**Work task**
Look through the data below and return each line where "exceeds" appears.
Given information: Begin
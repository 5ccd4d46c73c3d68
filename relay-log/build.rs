#![allow(missing_docs)]

use std::env;
use std::fs::{self, File};
use std::io::{self, Write};
use std::path::Path;

/// Returns the log targets of all crates in the workspace.
///
/// Targets use the crate name with dashes replaced by underscores.
fn list_crates() -> io::Result<Vec<String>> {
    let mut crates = Vec::new();

    for (dir, prefix) in [("../", "relay"), ("../tools/", "")] {
        let Ok(entries) = fs::read_dir(dir) else {
            continue;
        };

        for entry in entries {
            let entry = entry?;

            if !entry.file_type()?.is_dir() {
                continue;
            }

            if let Some(name) = entry.file_name().to_str() {
                if name.starts_with(prefix) {
                    crates.push(name.replace('-', "_"));
                }
            }
        }
    }

    crates.sort();
    Ok(crates)
}

fn emit_crate_list() -> io::Result<()> {
    let crates = list_crates()?;

    let out_dir = env::var("OUT_DIR").unwrap();
    let dest_path = Path::new(&out_dir).join("constants.gen.rs");
    let mut f = File::create(dest_path)?;

    write!(f, "const CRATE_NAMES: &[&str] = &[")?;
    for name in &crates {
        write!(f, "\"{name}\",")?;
    }
    writeln!(f, "];")?;

    Ok(())
}

fn main() {
    println!("cargo:rerun-if-changed=build.rs");
    emit_crate_list().unwrap();
}
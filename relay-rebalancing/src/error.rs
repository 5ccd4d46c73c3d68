/// An error returned when sample rates cannot be rebalanced.
#[derive(Clone, Debug, PartialEq, thiserror::Error)]
pub enum RebalancingError {
    /// The population does not contain any classes.
    #[error("cannot rebalance a population without classes")]
    NoClasses,

    /// Implicit classes need a sample rate, but carry no volume to spread their budget over.
    #[error("implicit classes have no volume to assign a sample rate to")]
    NoImplicitVolume,

    /// The budget that must be spent exceeds the volume of the classes.
    #[error("minimum budget {min_budget} exceeds the total volume {total}")]
    InsufficientVolume {
        /// Total volume of the classes.
        total: f64,
        /// Budget that had to be spent on the classes.
        min_budget: f64,
    },

    /// The rebalancing input failed validation.
    #[error("invalid rebalancing input: {0}")]
    InvalidInput(&'static str),
}
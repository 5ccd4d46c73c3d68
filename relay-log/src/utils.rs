use std::error::Error;
use std::fmt;

/// Logs an error to the configured logger or `stderr` if not yet configured.
///
/// Prefer to use [`relay_log::error`](crate::error) over this function whenever possible. This
/// function is intended to be used during startup, where initializing the logger may fail or when
/// errors need to be logged before the logger has been initialized.
///
/// # Example
///
/// ```
/// if let Err(error) = std::env::var("FOO") {
///     relay_log::ensure_error(&error);
/// }
/// ```
#[allow(clippy::print_stderr)]
pub fn ensure_error<E: Error + ?Sized>(error: &E) {
    if tracing::dispatcher::has_been_set() {
        tracing::error!("{}", LogError(error));
    } else {
        eprintln!("error: {}", LogError(error));
    }
}

/// A wrapper around an error that prints its causes.
///
/// # Example
///
/// ```
/// use relay_log::LogError;
///
/// if let Err(error) = std::env::var("FOO") {
///     relay_log::error!("env failed: {}", LogError(&error));
/// }
/// ```
pub struct LogError<'a, E: Error + ?Sized>(pub &'a E);

impl<E: Error + ?Sized> fmt::Display for LogError<'_, E> {
    fn fmt(&self, f: &mut fmt::Formatter<'_>) -> fmt::Result {
        write!(f, "{}", self.0)?;

        let mut source = self.0.source();
        while let Some(s) = source {
            write!(f, "\n  caused by: {s}")?;
            source = s.source();
        }

        Ok(())
    }
}
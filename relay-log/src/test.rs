use tracing_subscriber::EnvFilter;

#[doc(hidden)]
pub fn __init_test(module_path: &'static str) {
    let crate_name = module_path.split("::").next().unwrap_or(module_path);

    tracing_subscriber::fmt()
        .with_env_filter(EnvFilter::new(format!("{crate_name}=trace")))
        .with_target(true)
        .with_test_writer()
        .compact()
        .try_init()
        .ok();
}

/// Initialize the logger for testing.
///
/// This logs to the stdout registered by the Rust test runner, and only captures logs from the
/// calling crate.
///
/// # Example
///
/// ```
/// relay_log::init_test!();
/// ```
#[macro_export]
macro_rules! init_test {
    () => {
        $crate::__init_test(::std::module_path!());
    };
}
Given information: End
**Problem solution**
    /// The budget that must be spent exceeds the volume of the classes.
    #[error("minimum budget {min_budget} exceeds the total volume {total}")]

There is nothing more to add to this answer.